Rake the beds level or leave them with a slightly angled pitch to help drainage but avoid letting them end up with a gully in the middle where puddles will accumulate.

Now give the bed a blanket of some sort. My preferred blanket is more compost. It doesn’t have to be well-rotted compost, newly mixed grass clippings and leaves will do just fine and will rot in place. Or it may be an organic mulch. Use enough to make a layer at least 4 – 6 inches deep. These “blankets” give the vast underground sea of life some food on the surface and a reason to stick around and do their thing. Worms eating compost all winter will yield lovely dirt by spring. The blanket will also prevent winter weeds from germinating.

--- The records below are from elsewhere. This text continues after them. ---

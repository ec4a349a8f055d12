use std::fmt::Debug;

use crate::data::candle::Candle;

/// Attaches named auxiliary fields to a candle from its predecessor.
///
/// Extensions are injected into the raw source at construction and re-applied whenever a
/// candle or its predecessor changes. A candle without a predecessor stays without the
/// field.
pub trait CandleExtension: Debug {
    /// Names of the fields this extension writes.
    fn fields(&self) -> &'static [&'static str];

    fn extend(&self, prev: Option<&Candle>, current: &mut Candle);
}

pub const TRUE_RANGE: &str = "tr";
pub const PLUS_DM: &str = "+dm";
pub const MINUS_DM: &str = "-dm";
pub const GAIN: &str = "gain";
pub const LOSS: &str = "loss";

/// Wilder's true range: `max(high, prev_close) - min(low, prev_close)`.
#[derive(Debug, Clone, Copy, Default)]
pub struct TrueRange;

impl CandleExtension for TrueRange {
    fn fields(&self) -> &'static [&'static str] {
        &[TRUE_RANGE]
    }

    fn extend(&self, prev: Option<&Candle>, current: &mut Candle) {
        let (Some(prev_close), Some(high), Some(low)) =
            (prev.and_then(|p| p.close), current.high, current.low)
        else {
            current.extensions.remove(TRUE_RANGE);
            return;
        };
        let tr = high.max(prev_close).0 - low.min(prev_close).0;
        current.extensions.insert(TRUE_RANGE, tr);
    }
}

/// Directional movement (`+dm` / `-dm`) as used by ADX.
#[derive(Debug, Clone, Copy, Default)]
pub struct DirectionalMovement;

impl CandleExtension for DirectionalMovement {
    fn fields(&self) -> &'static [&'static str] {
        &[PLUS_DM, MINUS_DM]
    }

    fn extend(&self, prev: Option<&Candle>, current: &mut Candle) {
        let (Some(prev), Some(high), Some(low)) = (prev, current.high, current.low) else {
            current.extensions.remove(PLUS_DM);
            current.extensions.remove(MINUS_DM);
            return;
        };
        let (Some(prev_high), Some(prev_low)) = (prev.high, prev.low) else {
            current.extensions.remove(PLUS_DM);
            current.extensions.remove(MINUS_DM);
            return;
        };
        let up = high.0 - prev_high.0;
        let down = prev_low.0 - low.0;
        let plus = if up > down && up > 0.0 { up } else { 0.0 };
        let minus = if down > up && down > 0.0 { down } else { 0.0 };
        current.extensions.insert(PLUS_DM, plus);
        current.extensions.insert(MINUS_DM, minus);
    }
}

/// Close-to-close gain and loss, both non-negative.
#[derive(Debug, Clone, Copy, Default)]
pub struct GainLoss;

impl CandleExtension for GainLoss {
    fn fields(&self) -> &'static [&'static str] {
        &[GAIN, LOSS]
    }

    fn extend(&self, prev: Option<&Candle>, current: &mut Candle) {
        let (Some(prev_close), Some(close)) = (prev.and_then(|p| p.close), current.close) else {
            current.extensions.remove(GAIN);
            current.extensions.remove(LOSS);
            return;
        };
        let delta = close.0 - prev_close.0;
        current.extensions.insert(GAIN, delta.max(0.0));
        current.extensions.insert(LOSS, (-delta).max(0.0));
    }
}

#[cfg(test)]
mod tests {
    use super::*;
    use crate::data::uid::Uid;

    fn bar(ts: i64, o: f64, h: f64, l: f64, c: f64) -> Candle {
        Candle::ohlc(Uid::at(ts), o, h, l, c)
    }

    #[test]
    fn test_true_range_uses_previous_close() {
        let prev = bar(0, 10.0, 11.0, 9.0, 10.0);
        let mut cur = bar(1, 12.0, 13.0, 12.0, 12.5);

        TrueRange.extend(Some(&prev), &mut cur);
        assert_eq!(cur.extensions.get(TRUE_RANGE), Some(3.0), "gap up: 13 - 10");

        let mut first = bar(0, 10.0, 11.0, 9.0, 10.0);
        TrueRange.extend(None, &mut first);
        assert_eq!(first.extensions.get(TRUE_RANGE), None);
    }

    #[test]
    fn test_directional_movement_picks_dominant_side() {
        let prev = bar(0, 10.0, 11.0, 9.0, 10.0);
        let mut cur = bar(1, 10.0, 13.0, 8.5, 12.0);

        DirectionalMovement.extend(Some(&prev), &mut cur);
        assert_eq!(cur.extensions.get(PLUS_DM), Some(2.0));
        assert_eq!(cur.extensions.get(MINUS_DM), Some(0.0));
    }

    #[test]
    fn test_gain_loss() {
        let prev = bar(0, 10.0, 11.0, 9.0, 10.0);
        let mut cur = bar(1, 10.0, 11.0, 8.0, 8.5);

        GainLoss.extend(Some(&prev), &mut cur);
        assert_eq!(cur.extensions.get(GAIN), Some(0.0));
        assert_eq!(cur.extensions.get(LOSS), Some(1.5));
    }
}
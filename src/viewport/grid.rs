use crate::data::{domain::Interval, uid::Uid};

/// Decides which visible slots carry a grid line and label.
pub trait GridSpacing {
    /// `prev` is the identity of the slot before `uid`, if any is visible.
    fn is_line(&self, uid: Uid, prev: Option<Uid>, interval: Interval) -> bool;
}

/// A line on every n-th slot of the interval lattice.
///
/// Anchored on absolute time, so lines stay put while panning.
#[derive(Debug, Clone, Copy, PartialEq, Eq)]
pub struct EveryNth(pub u32);

impl GridSpacing for EveryNth {
    fn is_line(&self, uid: Uid, _prev: Option<Uid>, interval: Interval) -> bool {
        let n = i64::from(self.0.max(1));
        uid.timestamp
            .div_euclid(interval.millis().max(1))
            .rem_euclid(n)
            == 0
    }
}

/// A line wherever the UTC calendar day changes.
#[derive(Debug, Clone, Copy, Default, PartialEq, Eq)]
pub struct DayBoundary;

impl GridSpacing for DayBoundary {
    fn is_line(&self, uid: Uid, prev: Option<Uid>, _interval: Interval) -> bool {
        prev.is_some_and(|p| p.date().date_naive() != uid.date().date_naive())
    }
}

If you don’t use an organic blanket you still need something to minimize weeds. Agricultural weed retarding fabric or newspapers (black and white sections only) both let rain through but minimize weeds. Black plastic warms the ground and may allow for earlier planting in the spring but doesn’t let rain through (this can be good in some very wet areas). Newspapers should be in layers of 4 – 6 sheets and overlapped. All these things will need something to hold them in place.

In a pinch, a chemical germination retardant such as “Preen” can be used alone even if you have no cover for the ground. (Or one could actually weed but I don't like that option in winter.) Covers are most important where erosion is likely.

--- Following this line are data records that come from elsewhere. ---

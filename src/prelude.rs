// 1. Traits
pub use crate::clock::Clock;
pub use crate::compute::{Compute, bars::BarBuilder, indicator::StreamingIndicator};
pub use crate::compute::source::DerivedSeries;
pub use crate::data::{extension::CandleExtension, uid::Keyed};
pub use crate::provider::raw::RawProvider;
pub use crate::viewport::grid::GridSpacing;

// 2. The Core Engine Types
pub use crate::chart::{Chart, SeriesId};
pub use crate::compute::{ComputeBatch, Passthrough, source::DerivedSource};
pub use crate::provider::{
    raw::RawSource,
    request::{FetchError, LoadRequest, RequestId},
};
pub use crate::storage::{
    cursor::{Cursor, Filter},
    event::{Change, Listener, ListenerId},
    store::SortedStore,
};
pub use crate::viewport::{Viewport, stepper::Stepper};

// 3. Financial Domain Types
pub use crate::data::candle::Candle;
pub use crate::data::domain::{Interval, Period, Price, SourceField, Volume};
pub use crate::data::range::{AmountRange, RangeOps};
pub use crate::data::uid::Uid;

// 4. Derived Series & Grid Strategies
pub use crate::compute::bars::BarCompute;
pub use crate::compute::indicator::{Ema, IndicatorCompute, Rsi, Sma};
pub use crate::compute::line_break::LineBreak;
pub use crate::compute::range_bar::RangeBars;
pub use crate::compute::renko::Renko;
pub use crate::data::extension::{DirectionalMovement, GainLoss, TrueRange};
pub use crate::viewport::grid::{DayBoundary, EveryNth};

// 5. Errors
pub use crate::error::{
    ChartflowError, ChartflowResult, ComputeError, ConfigError, CursorError, RangeError,
    ViewportError,
};

// 6. Configs & Clocks
pub use crate::clock::{ManualClock, SystemClock};
pub use crate::config::{EngineConfig, RetryPolicy};
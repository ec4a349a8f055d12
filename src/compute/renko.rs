use crate::{
    compute::bars::{BarBuilder, brick},
    data::candle::Candle,
    error::{ChartflowResult, ComputeError},
};

/// Fixed box-size Renko bricks on closing prices.
///
/// The first close sets the base. A new up brick forms each time the close reaches one box
/// above the last brick's top, a down brick each time it reaches one box below its bottom.
/// A single raw candle may form several bricks.
#[derive(Debug, Clone)]
pub struct Renko {
    box_size: f64,
    /// `(top, bottom)` of the last brick, or the base twice before the first brick.
    edges: Option<(f64, f64)>,
}

impl Renko {
    pub fn new(box_size: f64) -> ChartflowResult<Self> {
        if !(box_size.is_finite() && box_size > 0.0) {
            return Err(ComputeError::InvalidParameter(format!(
                "renko box size must be positive, got {box_size}"
            ))
            .into());
        }
        Ok(Self {
            box_size,
            edges: None,
        })
    }

    pub fn box_size(&self) -> f64 {
        self.box_size
    }
}

impl BarBuilder for Renko {
    fn reset(&mut self) {
        self.edges = None;
    }

    fn lookback(&self) -> usize {
        1
    }

    fn restore(&mut self, history: &[Candle]) {
        self.edges = history.last().and_then(|b| {
            let (open, close) = (b.open?.0, b.close?.0);
            Some((open.max(close), open.min(close)))
        });
    }

    fn push(&mut self, raw: &Candle, out: &mut Vec<Candle>) {
        let Some(close) = raw.close.map(f64::from) else {
            return;
        };
        let Some((mut top, mut bottom)) = self.edges else {
            self.edges = Some((close, close));
            return;
        };

        loop {
            if close >= top + self.box_size {
                out.push(brick(top, top + self.box_size));
                bottom = top;
                top += self.box_size;
            } else if close <= bottom - self.box_size {
                out.push(brick(bottom, bottom - self.box_size));
                top = bottom;
                bottom -= self.box_size;
            } else {
                break;
            }
        }
        self.edges = Some((top, bottom));
    }
}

In some areas a winter crop may be grown. In my area (zone 7) spinach, garlic and pansies planted in late September or early October will start to grow then languish through the cold months only to jump to life with a vengeance at the first sign of spring. They all should be mulched once germinated with a thin layer of pine straw or other light weight mulch like salt hay. Build the mulch layer up more and more as the baby plants grow. Cover *very* lightly with pine straw or evergreen branches once freezing weather arrives. These fall planted crops will yield earlier and more abundantly over all than their spring planted equivalents.

Some crops can be left in the ground and harvested during the winter. Many root crops and crucifers are good this way. It is said that Kale, turnips and brussel sprouts aren't really at their best until they have been frozen once or twice.

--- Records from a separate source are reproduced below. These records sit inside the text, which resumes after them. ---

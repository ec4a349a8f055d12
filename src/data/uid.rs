use std::fmt;

use chrono::{DateTime, TimeZone, Utc};
use serde::{Deserialize, Serialize};

/// Unique ordered identity of one bar.
///
/// Ordering is by `timestamp` first and `seq` second, which is exactly the derived
/// lexicographic order of the fields. `seq` separates several bars that share one
/// timestamp (e.g. multiple Renko boxes produced by a single raw candle).
#[derive(
    Debug, Clone, Copy, PartialEq, Eq, Hash, PartialOrd, Ord, Default, Serialize, Deserialize,
)]
pub struct Uid {
    /// Milliseconds since the Unix epoch.
    pub timestamp: i64,
    pub seq: u32,
}

impl Uid {
    pub const MIN: Uid = Uid {
        timestamp: i64::MIN,
        seq: 0,
    };

    pub const MAX: Uid = Uid {
        timestamp: i64::MAX,
        seq: u32::MAX,
    };

    #[inline]
    pub const fn new(timestamp: i64, seq: u32) -> Self {
        Self { timestamp, seq }
    }

    /// Uid of the first bar at `timestamp`.
    #[inline]
    pub const fn at(timestamp: i64) -> Self {
        Self { timestamp, seq: 0 }
    }

    /// A virtual Uid `delta_ms` away from this one, on the same lattice (seq 0).
    #[inline]
    pub fn shifted(&self, delta_ms: i64) -> Self {
        Self::at(self.timestamp.saturating_add(delta_ms))
    }

    /// Wall-clock date of the bar. Falls back to the epoch for out-of-range timestamps.
    pub fn date(&self) -> DateTime<Utc> {
        Utc.timestamp_millis_opt(self.timestamp)
            .single()
            .unwrap_or_default()
    }
}

impl From<DateTime<Utc>> for Uid {
    fn from(date: DateTime<Utc>) -> Self {
        Self::at(date.timestamp_millis())
    }
}

impl fmt::Display for Uid {
    fn fmt(&self, f: &mut fmt::Formatter<'_>) -> fmt::Result {
        write!(f, "{}#{}", self.timestamp, self.seq)
    }
}

/// Anything stored in a sorted container exposes its ordering key.
pub trait Keyed {
    fn uid(&self) -> Uid;
}

impl Keyed for Uid {
    #[inline]
    fn uid(&self) -> Uid {
        *self
    }
}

Another strategy is to plant a cover crop. This helps to smother out perenial weeds and adds organic matter to the soil. Some cover crops can even pull deeply buried nutrients up to the upper layers of the soil where they will be more available to later crops. Other cover crops add nitrogen to the soil from the air through a process known as nitrogen fixation. Cover crops are best used in areas that will be planted past the early wet spring and/or in soil depleted of nutrients. Cover crops are meant to be dug into the ground before they go to seed. The ground is then left fallow while the new organic matter rots in place or another cover crop is quickly planted if weeds are still a problem.

Oh, I almost forgot the paths...Well they aren't as important as the beds but they do grow weeds which steal the water during the dry season and then go to seed and spread. They also get your feet muddy in spring so it is probably best to also deal with your paths. If you have raised beds the mulch/compost option can also be used to fill the paths. If you use permanent perimeters around your raised beds the paths can be planted in grass (leave room for the lawn mower) or covered in sand, stone or decking material (use a weed barrier under these). Stepping stones and/or wooden planks and a bit of judicious cultivation to control the weeds also works. But get your plan in place when putting the garden to bed as you will be too busy to deal with paths in the spring.

The best garden starts with good soil and fall is a good time to prepare it. The details can vary.